A onça não fala português

Dias atrás certo pessoal da FUNAI matou uma onça, que invadiu sua base próxima da fronteira com o Peru. A onça matou um cachorro e estava a poucos metros de gente hospedada no lugar.

O Blog da Amazônia, que registrou o caso, publicou também a justificativa do pessoal da FUNAI. Eles responderam às diversas críticas sustentando a necessidade de matar a onça. O sertanista encarregado disse:

Não dá pra levar um papo com a onça na porta de casa. As onças aqui não falam português. (…) A natureza por aqui nos coloca ora caçadores, ora caça. Não tem meio termo, dardinho tranquilizante, ou telefonema pro Ibama.

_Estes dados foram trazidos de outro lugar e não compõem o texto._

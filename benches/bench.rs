#![allow(unknown_lints)]

#[macro_use]
extern crate bencher;

use std::mem::size_of;
use bencher::{black_box, Bencher};
use rand_core::{RngCore, SeedableRng};
use xoshiro_lanes::{Xoshiro256PlusPlus, Xoshiro256StarStar};

macro_rules! make_bench_u64 {
    ($name:ident, $rng:path) => {
        fn $name(b: &mut Bencher) {
            type Rng = $rng;
            let mut rng = Rng::seed_from_u64(42);
            b.iter(|| {
                for _ in 0..10 {
                    black_box(rng.next_u64());
                }
            });
            b.bytes = size_of::<u64>() as u64;
        }
    };
}

make_bench_u64!(rand_u64_xoshiro256starstar, Xoshiro256StarStar);
make_bench_u64!(rand_u64_xoshiro256plusplus, Xoshiro256PlusPlus);

fn jump_xoshiro256starstar(b: &mut Bencher) {
    let mut rng = Xoshiro256StarStar::seed_from_u64(42);
    b.iter(|| {
        rng.jump();
        black_box(&rng);
    });
}

benchmark_group!(
    benches,
    rand_u64_xoshiro256starstar,
    rand_u64_xoshiro256plusplus,
    jump_xoshiro256starstar
);
benchmark_main!(benches);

De tudo isso apenas surpreende, exatamente na ausência de "meio termo", o fato de pessoal tão especializado não demonstrar protocolos de ação para esse tipo de situação. Para qualquer um é certo que, diante de uma onça logo ali, o protocolo mais evidente é a bala e pouca gente há de discordar. Agora, dentro de uma missão especializada, que vai à mata sabendo que é passível de viver esse tipo de situação, parece estranho o único cenário possível ser o protocolo da bala.

Foto: uma onça parda em local bem mais visitado.